Les lessives de Coluche qui lavent plus blanc que blanc sont oubliées. Aujourd’hui, nous entrons dans l’ère du « plus vert que vert ». Même les marques du luxe commencent à s’imposer des cahiers des charges environnementaux relativement contraignants. Ne doutons pas qu’elles ont la fibre verte. Mais elles ont surtout la fibre du business. Et le business vert, c’est l’avenir.

Car, pour rester bien coté en Bourse à une époque où la Cop 21 finit par marquer les esprits, il n’y a plus d’autre choix que d’écrire une histoire verte, de pratiquer du développement durable et de limiter les émissions de carbone. Et parfois les choses vont très loin. La société Kering (ex-Pinault-Printemps-Redoute) a ainsi développé une application gratuite qui, en quatre clics, permet de visualiser l’impact environnemental des matières premières qui composent les vêtements vendus par ce grand groupe. De quoi écarter les fournisseurs qui ne répondraient pas au cahier des charges vert imposé par la société. L’adaptation d’une application similaire à l’agriculture n’est pas exclue.

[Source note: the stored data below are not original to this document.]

// src/models/auth.rs

use chrono::{DateTime, Utc};
use serde::{Deserialize, Serialize};
use utoipa::ToSchema;
use uuid::Uuid;
use validator::Validate;

// Mapeia o CREATE TYPE team do banco
#[derive(Debug, Clone, Copy, PartialEq, Eq, Serialize, Deserialize, sqlx::Type, ToSchema)]
#[sqlx(type_name = "team", rename_all = "UPPERCASE")]
pub enum Team {
    Management,
    Sales,
    Support,
}

impl Team {
    /// Parse do rótulo da API ("Management", "Sales", "Support"); a
    /// validação do rótulo acontece antes, em `is_valid_team`.
    pub fn from_label(label: &str) -> Option<Self> {
        match label {
            "Management" => Some(Team::Management),
            "Sales" => Some(Team::Sales),
            "Support" => Some(Team::Support),
            _ => None,
        }
    }
}

// Representa um usuário vindo do banco de dados
#[derive(Debug, Clone, Serialize, sqlx::FromRow, ToSchema)]
pub struct User {
    pub id: Uuid,
    pub first_name: String,
    pub last_name: String,
    pub username: String,

    #[serde(skip_serializing)] // IMPORTANTE para segurança
    #[schema(ignore)]
    pub password_hash: String,

    pub team: Team,
    // is_staff é derivado: verdadeiro sse team == Management
    pub is_staff: bool,
    pub is_superuser: bool,

    pub date_created: DateTime<Utc>,
    pub date_updated: DateTime<Utc>,
}

impl User {
    pub fn is_management(&self) -> bool {
        self.team == Team::Management
    }

    pub fn is_sales(&self) -> bool {
        self.team == Team::Sales
    }

    pub fn is_support(&self) -> bool {
        self.team == Team::Support
    }
}

// Dados para registro de um novo usuário (somente Management)
#[derive(Debug, Deserialize, Validate, ToSchema)]
pub struct RegisterUserPayload {
    #[validate(length(min = 1, message = "required"))]
    #[schema(example = "james")]
    pub first_name: String,

    #[validate(length(min = 1, message = "required"))]
    #[schema(example = "bond")]
    pub last_name: String,

    #[schema(example = "toto1234")]
    pub password1: String,
    #[schema(example = "toto1234")]
    pub password2: String,

    #[schema(example = "Support")]
    pub team: String,

    // Só o console de administração mexe nisso; ausente = false
    #[serde(default)]
    pub is_superuser: bool,
}

// Dados para atualização de perfil
#[derive(Debug, Deserialize, Validate, ToSchema)]
pub struct UpdateUserPayload {
    #[validate(length(min = 1, message = "required"))]
    pub first_name: String,

    #[validate(length(min = 1, message = "required"))]
    pub last_name: String,

    // Vazias = senha inalterada; exatamente uma preenchida = erro
    #[serde(default)]
    pub password1: String,
    #[serde(default)]
    pub password2: String,

    pub team: String,

    // Ausente = preserva o valor armazenado
    pub is_superuser: Option<bool>,
}

// Dados para login
#[derive(Debug, Deserialize, Validate, ToSchema)]
pub struct LoginPayload {
    #[validate(length(min = 1, message = "required"))]
    #[schema(example = "jbond")]
    pub username: String,
    #[validate(length(min = 1, message = "required"))]
    #[schema(example = "toto1234")]
    pub password: String,
}

// Resposta de autenticação com o par de tokens
#[derive(Debug, Serialize, ToSchema)]
pub struct TokenPairResponse {
    pub access: String,
    pub refresh: String,
}

#[derive(Debug, Deserialize, ToSchema)]
pub struct RefreshPayload {
    pub refresh: String,
}

#[derive(Debug, Serialize, ToSchema)]
pub struct AccessResponse {
    pub access: String,
}

#[derive(Debug, Clone, Copy, PartialEq, Eq, Serialize, Deserialize)]
#[serde(rename_all = "lowercase")]
pub enum TokenKind {
    Access,
    Refresh,
}

// Estrutura de dados ("claims") dentro do JWT
#[derive(Debug, Serialize, Deserialize)]
pub struct Claims {
    pub sub: Uuid,      // Subject (ID do usuário)
    pub exp: usize,     // Expiration time (quando o token expira)
    pub iat: usize,     // Issued At (quando o token foi criado)
    pub kind: TokenKind,
}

L’engagement successif des distributeurs dans des opérations de « consommation responsable » s’inscrit dans le droit-fil de cette tendance verte et éthique. Ainsi en va-t-il de la suppression programmée des œufs de poules élevées en cage, de la promotion des produits à faible empreinte environnementale, des certifications sur le bien-être animal, etc. Dans ce nouveau modèle de consommation, l’agriculteur sera en première ligne. Certains systèmes de production pour l’instant épargnés risquent bien d’être impactés par cette orientation socio-écolo-climatique difficile à esquiver. Mais, comme bien souvent, celui qui paie la facture n’est pas forcément celui qui engrange les bénéfices.